## TASK INSTRUCTIONS:
Restate word for word the entries below, starting with the line with "#[tokio::main]" and continuing through the line with "Some(path) => match". Include both of those lines and no others.

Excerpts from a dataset
>>>>>
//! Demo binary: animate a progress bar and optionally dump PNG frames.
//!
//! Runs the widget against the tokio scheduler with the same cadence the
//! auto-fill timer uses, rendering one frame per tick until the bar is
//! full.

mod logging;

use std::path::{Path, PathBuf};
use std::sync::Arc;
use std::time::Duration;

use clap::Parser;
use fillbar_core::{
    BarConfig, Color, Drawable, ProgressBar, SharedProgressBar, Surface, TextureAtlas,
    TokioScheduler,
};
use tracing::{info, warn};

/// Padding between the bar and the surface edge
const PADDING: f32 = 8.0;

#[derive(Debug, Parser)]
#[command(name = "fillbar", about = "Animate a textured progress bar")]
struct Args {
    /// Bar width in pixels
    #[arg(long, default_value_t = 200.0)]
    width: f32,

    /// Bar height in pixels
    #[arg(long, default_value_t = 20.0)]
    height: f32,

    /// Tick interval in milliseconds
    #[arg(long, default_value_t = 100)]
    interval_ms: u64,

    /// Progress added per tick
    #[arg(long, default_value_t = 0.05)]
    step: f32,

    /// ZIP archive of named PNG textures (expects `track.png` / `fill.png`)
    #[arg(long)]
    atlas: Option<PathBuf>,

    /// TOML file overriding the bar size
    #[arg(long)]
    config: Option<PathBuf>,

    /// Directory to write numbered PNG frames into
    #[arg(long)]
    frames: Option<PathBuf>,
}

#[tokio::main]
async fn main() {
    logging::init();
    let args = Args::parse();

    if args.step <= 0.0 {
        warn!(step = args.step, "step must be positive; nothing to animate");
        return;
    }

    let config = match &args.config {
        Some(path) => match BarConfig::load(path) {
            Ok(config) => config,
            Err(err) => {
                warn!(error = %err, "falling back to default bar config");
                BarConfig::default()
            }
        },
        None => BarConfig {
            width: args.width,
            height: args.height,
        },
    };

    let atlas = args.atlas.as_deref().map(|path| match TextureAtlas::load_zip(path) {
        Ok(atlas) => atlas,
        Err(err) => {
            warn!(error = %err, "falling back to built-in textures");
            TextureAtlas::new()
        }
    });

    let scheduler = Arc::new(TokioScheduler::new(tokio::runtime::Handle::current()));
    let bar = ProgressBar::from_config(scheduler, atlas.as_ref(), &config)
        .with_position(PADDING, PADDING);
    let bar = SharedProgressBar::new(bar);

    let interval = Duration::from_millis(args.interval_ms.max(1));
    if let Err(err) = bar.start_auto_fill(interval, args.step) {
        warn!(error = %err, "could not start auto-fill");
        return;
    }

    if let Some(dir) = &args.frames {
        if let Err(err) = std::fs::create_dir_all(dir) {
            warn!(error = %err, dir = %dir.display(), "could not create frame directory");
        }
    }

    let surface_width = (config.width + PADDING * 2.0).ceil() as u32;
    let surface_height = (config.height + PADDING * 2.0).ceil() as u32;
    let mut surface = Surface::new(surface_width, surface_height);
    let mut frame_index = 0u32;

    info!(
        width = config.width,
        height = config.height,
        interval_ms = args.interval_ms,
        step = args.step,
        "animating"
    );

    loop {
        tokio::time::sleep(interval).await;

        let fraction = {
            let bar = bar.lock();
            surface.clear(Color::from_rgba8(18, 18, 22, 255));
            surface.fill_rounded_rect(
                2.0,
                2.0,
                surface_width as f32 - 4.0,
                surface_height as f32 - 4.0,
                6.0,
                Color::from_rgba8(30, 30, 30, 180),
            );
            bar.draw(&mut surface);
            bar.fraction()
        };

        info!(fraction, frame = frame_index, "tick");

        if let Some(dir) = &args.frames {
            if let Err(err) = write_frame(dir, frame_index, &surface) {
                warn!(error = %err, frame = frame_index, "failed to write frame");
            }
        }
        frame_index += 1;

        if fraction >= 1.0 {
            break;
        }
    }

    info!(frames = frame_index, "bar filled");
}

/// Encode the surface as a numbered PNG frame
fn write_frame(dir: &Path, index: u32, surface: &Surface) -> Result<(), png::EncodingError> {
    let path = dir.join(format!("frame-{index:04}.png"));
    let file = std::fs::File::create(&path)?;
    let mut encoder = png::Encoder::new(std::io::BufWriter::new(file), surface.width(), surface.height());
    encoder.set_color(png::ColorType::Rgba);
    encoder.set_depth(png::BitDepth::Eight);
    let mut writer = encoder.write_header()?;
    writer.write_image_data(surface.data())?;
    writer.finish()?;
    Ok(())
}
<<<<<
## FINAL ANSWER:
#[tokio::main]
async fn main() {
    logging::init();
    let args = Args::parse();

    if args.step <= 0.0 {
        warn!(step = args.step, "step must be positive; nothing to animate");
        return;
    }

    let config = match &args.config {
        Some(path) => match BarConfig::load(path) {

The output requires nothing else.